E’ l’ex assessore allo Sport Franco Frandi, nominato dal Comune, e va a sostituire (dal 1 giugno) il presidente uscente, Massimo Coppini, che aveva raggiunto il termine del mandato. Ne ha dato l’annuncio ieri il sindaco Giovanni Bettarini alla presentazione della 17° edizione della manifestazione “ViviloSport” che si tiene dal 21 al 23 maggio nell’area del Foro Boario.

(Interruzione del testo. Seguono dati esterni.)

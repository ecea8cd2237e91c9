//! Command layer between argument parsing and the library.
//!
//! Keeps the command logic callable programmatically, without clap.

pub mod app;
pub mod compose;

pub use app::App;
pub use compose::{compose_message, render_message};
//! Domain logic - pure version and message rules independent of git operations

pub mod change;
pub mod message;
pub mod prerelease;
pub mod template;
pub mod version;

pub use change::ChangeType;
pub use message::Message;
pub use prerelease::PreRelease;
pub use template::{Field, Segment, Template};
pub use version::Version;
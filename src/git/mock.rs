use crate::error::Result;
use crate::git::{CommitInfo, Repository, TagRef};
use git2::Oid;
use std::cell::{Cell, RefCell};
use std::collections::HashMap;
use std::ops::ControlFlow;

/// In-memory repository for testing without actual git operations
///
/// Commits form a single line of history; the most recently added commit is
/// HEAD.
pub struct MockRepository {
    /// Newest first
    commits: Vec<CommitInfo>,
    tags: Vec<TagRef>,
    /// Annotated tag object -> tagged commit
    tag_objects: HashMap<Oid, Oid>,
    created_tags: RefCell<Vec<(String, Oid)>>,
    walks: Cell<usize>,
    next_id: u32,
}

impl MockRepository {
    /// Create a new empty mock repository
    pub fn new() -> Self {
        MockRepository {
            commits: Vec::new(),
            tags: Vec::new(),
            tag_objects: HashMap::new(),
            created_tags: RefCell::new(Vec::new()),
            walks: Cell::new(0),
            next_id: 1,
        }
    }

    fn fresh_oid(&mut self) -> Oid {
        let mut bytes = [0u8; 20];
        bytes[..4].copy_from_slice(&self.next_id.to_be_bytes());
        self.next_id += 1;
        Oid::from_bytes(&bytes).expect("20 bytes make a valid oid")
    }

    /// Add a commit on top of HEAD and return its id
    pub fn commit(&mut self, message: impl Into<String>) -> Oid {
        let id = self.fresh_oid();
        self.commits.insert(
            0,
            CommitInfo {
                id,
                message: message.into(),
            },
        );
        id
    }

    /// Add a lightweight tag pointing at a commit
    pub fn tag(&mut self, name: impl Into<String>, commit: Oid) {
        self.tags.push(TagRef {
            name: name.into(),
            target: commit,
            is_annotated: false,
        });
    }

    /// Add an annotated tag whose tag object points at a commit
    pub fn annotated_tag(&mut self, name: impl Into<String>, commit: Oid) {
        let object = self.fresh_oid();
        self.tag_objects.insert(object, commit);
        self.tags.push(TagRef {
            name: name.into(),
            target: object,
            is_annotated: true,
        });
    }

    /// Add a tag pointing at a commit outside the current history
    pub fn detached_tag(&mut self, name: impl Into<String>) -> Oid {
        let commit = self.fresh_oid();
        self.tag(name, commit);
        commit
    }

    /// Number of history walks started so far
    pub fn walk_count(&self) -> usize {
        self.walks.get()
    }

    /// Tags created through [Repository::create_tag]
    pub fn created_tags(&self) -> Vec<(String, Oid)> {
        self.created_tags.borrow().clone()
    }
}

impl Default for MockRepository {
    fn default() -> Self {
        Self::new()
    }
}

impl Repository for MockRepository {
    fn list_tags(&self) -> Result<Vec<TagRef>> {
        Ok(self.tags.clone())
    }

    fn resolve_tag(&self, tag: &TagRef) -> Result<Oid> {
        if tag.is_annotated {
            return self
                .tag_objects
                .get(&tag.target)
                .copied()
                .ok_or_else(|| git2::Error::from_str("annotated tag object not found").into());
        }
        Ok(tag.target)
    }

    fn walk_commits(&self, visit: &mut dyn FnMut(CommitInfo) -> ControlFlow<()>) -> Result<()> {
        self.walks.set(self.walks.get() + 1);
        for commit in &self.commits {
            if visit(commit.clone()).is_break() {
                break;
            }
        }
        Ok(())
    }

    fn create_tag(&self, name: &str, target: Oid) -> Result<()> {
        let mut created = self.created_tags.borrow_mut();
        let exists = self.tags.iter().any(|t| t.name == name) || created.iter().any(|(n, _)| n == name);
        if exists {
            return Err(git2::Error::from_str(&format!("tag '{}' already exists", name)).into());
        }
        created.push((name.to_string(), target));
        Ok(())
    }
}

“Frandi – ha detto il sindaco Bettraini – per essere stato per molti anni impegnato nello sport locale sia direttamente in varie esperienze sia come assessore è sicuramente un punto di riferimento per tutto il mondo associativo sportivo borghigiano ma non solo. E l’esperienza e le capacità le ha sapute già dimostrare come amministratore, credo – ha aggiunto – che le potrà e saprà dimostrare anche in questa nuova veste. Stima e fiducia a Franco Frandi e – conclude il sindaco Bettarini – un ringraziamento sincero per il grande e forte impegno, la responsabilità e la correttezza con cui Massimo Coppini ha saputo seguire e gestire la società, dalla sua nascita alla crescita”. Il cda di “ViviloSport” scenderà da 5 a 3 membri, con anche una riduzione delle indennità. Un segnale di sobrietà, come ha tenuto a sottolineare il sindaco, che è giusto dare in un momento difficile come questo.
Sollecitato dalle domande dei giornalisti, il sindaco ha parlato anche dei ritardi che hanno interessato, fino ad ora, la società e il progetto di realizzazione di una cittadella dello sport nell’area delle piscine comunali e del campo sportivo Romanelli. Si tratta di un progetto, ha spiegato Bettarini, che all’inizio è stato caricato di troppe aspettative. Problemi con soggetti come il Cavet, continua il sindaco, avrebbero bloccato fino ad oggi aspetti come il nuovo parcheggio (appena realizzato) e la nuova palestra della ginnastica artistica.
Ora anche questo progetto, risolto il nodo della palestra, potrà riprendere il suo percorso.